マーヴィン・ルロイ監督が「仮面の米国」(1932)の翌年に手掛けた隠れた秀作。開拓民の家に生まれ“牛肉王”に成り上がった男の70余年の一生を通してアメリカ近代史を映し出す人間ドラマ。主演と脚本は「科学者の道」(1936)でそれぞれオスカー受賞するポール・ムニとシェリダン・ギブニー。撮影は同監督「風雲児アドヴァース」(1936)でオスカー受賞した名匠トニー・ガウディオ。原題「The World Changes」。
1856年ダコタ州。西部開拓民の夫婦オーリンとアンナ(アリーン・マクマホン)は荒野に農場を開き。息子オリンが生まれる。

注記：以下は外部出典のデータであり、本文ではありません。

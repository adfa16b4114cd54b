//! `PlainSerDe`: codecs for the atomic scalars that flow through path,
//! header, and query parameters. Each scalar has a fallible `encode` and a
//! fallible `decode`; list/set/optional lift element-wise. Encoding is total
//! for every scalar except `double` (NaN/±Infinity have no wire form).

use base64::engine::general_purpose::STANDARD as BASE64;
use base64::Engine;
use chrono::{DateTime, SecondsFormat, Utc};
use uuid::Uuid;

use crate::error::RpcError;

/// Signed 53-bit integer range mirrored from ECMA-262's safe-integer bound.
const SAFE_LONG_MAX: i64 = (1i64 << 53) - 1;
const SAFE_LONG_MIN: i64 = -SAFE_LONG_MAX;

pub trait PlainCodec: Sized {
    fn encode_plain(&self) -> Result<String, RpcError>;
    fn decode_plain(s: &str) -> Result<Self, RpcError>;
}

impl PlainCodec for String {
    fn encode_plain(&self) -> Result<String, RpcError> { Ok(self.clone()) }

    fn decode_plain(s: &str) -> Result<Self, RpcError> { Ok(s.to_owned()) }
}

impl PlainCodec for i32 {
    fn encode_plain(&self) -> Result<String, RpcError> { Ok(self.to_string()) }

    fn decode_plain(s: &str) -> Result<Self, RpcError> {
        s.parse()
            .map_err(|_| RpcError::invalid_argument(format!("not a 32-bit integer: {s}")))
    }
}

/// A 53-bit signed integer, the largest value round-trippable through an
/// IEEE-754 double without precision loss.
#[derive(Clone, Copy, Debug, PartialEq, Eq, PartialOrd, Ord)]
pub struct SafeLong(i64);

impl SafeLong {
    pub fn new(value: i64) -> Result<Self, RpcError> {
        if !(SAFE_LONG_MIN..=SAFE_LONG_MAX).contains(&value) {
            return Err(RpcError::invalid_argument(format!(
                "safelong out of range [{SAFE_LONG_MIN}, {SAFE_LONG_MAX}]: {value}"
            )));
        }
        Ok(SafeLong(value))
    }

    pub fn value(&self) -> i64 { self.0 }
}

impl PlainCodec for SafeLong {
    fn encode_plain(&self) -> Result<String, RpcError> { Ok(self.0.to_string()) }

    fn decode_plain(s: &str) -> Result<Self, RpcError> {
        let value: i64 = s
            .parse()
            .map_err(|_| RpcError::invalid_argument(format!("not an integer: {s}")))?;
        SafeLong::new(value)
    }
}

impl PlainCodec for f64 {
    fn encode_plain(&self) -> Result<String, RpcError> {
        if !self.is_finite() {
            return Err(RpcError::invalid_argument(format!("double must be finite to encode, got {self}")));
        }
        // Rust's default float Display is already the shortest round-trip form.
        Ok(self.to_string())
    }

    fn decode_plain(s: &str) -> Result<Self, RpcError> {
        s.parse().map_err(|_| RpcError::invalid_argument(format!("not a double: {s}")))
    }
}

impl PlainCodec for bool {
    fn encode_plain(&self) -> Result<String, RpcError> { Ok(if *self { "true".to_owned() } else { "false".to_owned() }) }

    fn decode_plain(s: &str) -> Result<Self, RpcError> {
        match s {
            "true" => Ok(true),
            "false" => Ok(false),
            _ => Err(RpcError::invalid_argument(format!("not a boolean: {s}"))),
        }
    }
}

/// ISO-8601 date-time, always serialized normalized to UTC (`Z`); any
/// offset is accepted on decode.
#[derive(Clone, Copy, Debug, PartialEq, Eq)]
pub struct DateTimeValue(pub DateTime<Utc>);

impl PlainCodec for DateTimeValue {
    fn encode_plain(&self) -> Result<String, RpcError> { Ok(self.0.to_rfc3339_opts(SecondsFormat::AutoSi, true)) }

    fn decode_plain(s: &str) -> Result<Self, RpcError> {
        DateTime::parse_from_rfc3339(s)
            .map(|dt| DateTimeValue(dt.with_timezone(&Utc)))
            .map_err(|e| RpcError::invalid_argument(format!("not a date-time: {s} ({e})")))
    }
}

impl PlainCodec for Uuid {
    fn encode_plain(&self) -> Result<String, RpcError> {
        // `Uuid::to_string` already renders canonical lowercase 8-4-4-4-12 hex.
        Ok(self.to_string())
    }

    fn decode_plain(s: &str) -> Result<Self, RpcError> {
        Uuid::parse_str(s).map_err(|e| RpcError::invalid_argument(format!("not a uuid: {s} ({e})")))
    }
}

/// An opaque resource identifier. No transformation is performed beyond a
/// validity check that it is non-empty.
#[derive(Clone, Debug, PartialEq, Eq)]
pub struct ResourceIdentifier(String);

impl PlainCodec for ResourceIdentifier {
    fn encode_plain(&self) -> Result<String, RpcError> { Ok(self.0.clone()) }

    fn decode_plain(s: &str) -> Result<Self, RpcError> {
        if s.is_empty() {
            return Err(RpcError::invalid_argument("rid must not be empty"));
        }
        Ok(ResourceIdentifier(s.to_owned()))
    }
}

/// Binary payload transported as base64 text.
#[derive(Clone, Debug, PartialEq, Eq)]
pub struct Binary(pub Vec<u8>);

impl PlainCodec for Binary {
    fn encode_plain(&self) -> Result<String, RpcError> { Ok(BASE64.encode(&self.0)) }

    fn decode_plain(s: &str) -> Result<Self, RpcError> {
        BASE64
            .decode(s)
            .map(Binary)
            .map_err(|e| RpcError::invalid_argument(format!("not valid base64: {e}")))
    }
}

/// Lifts a scalar codec over `Option`: absent means the parameter is
/// omitted entirely from the request, so this is only used on the decode
/// side (encode-side omission is the stub's responsibility).
pub fn encode_optional<T: PlainCodec>(value: &Option<T>) -> Result<Option<String>, RpcError> {
    value.as_ref().map(PlainCodec::encode_plain).transpose()
}

/// Lifts a scalar codec over a list, applied element-wise and preserving
/// order.
pub fn encode_list<T: PlainCodec>(values: &[T]) -> Result<Vec<String>, RpcError> {
    values.iter().map(PlainCodec::encode_plain).collect()
}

1877年、カウボーイとして成長したオリン(ポール・ムニ)は立身出世への野心を抱き、幼馴染の恋人セルマを置いてシカゴへと旅立つ。やがて食肉会社の社長令嬢ジニー(メアリー・アスター)と出会い結婚。1880年代後半に氷冷式鉄道車両を開発しついに億万長者に上り詰める。しかし家底生活は順調にはいかなかった。。。
西部劇のその先の現実、1929年の世界大恐慌の入口までを描いていて興味深かった。主人公が一直線に出世街道を進む中、5人の女性たちがドラマを転がしている。【起】たくましくぶれない母アンナ&幼馴染の恋人セルマ【承】ブルジョワ育ちの妻ジニー【転】息子の悪妻ジェニファー【結】孫の嫁となるセルマの孫娘(セルマと一人二役)と、邦題はストーリーを言い表していた。
実業家を主人公にアメリカ資本主義の光と闇を描く大河ドラマが1930年代前半に既に作られていた事は発見。尺が90分なのでややダイジェスト感があり、主人公の結婚に至った動機など内面描写が物足りない場面もあったが、やろうとしていることは後の「ゴッドファーザー」三部作(1972~)を想起させる壮大な人生ドラマで見応えがあった。メアリー・アスターの発狂シーンも印象深い。個人的にはオスカー4部門受賞したルロイ監督による人生ドラマ「風雲児アドヴァース」(1936)よりも面白かった。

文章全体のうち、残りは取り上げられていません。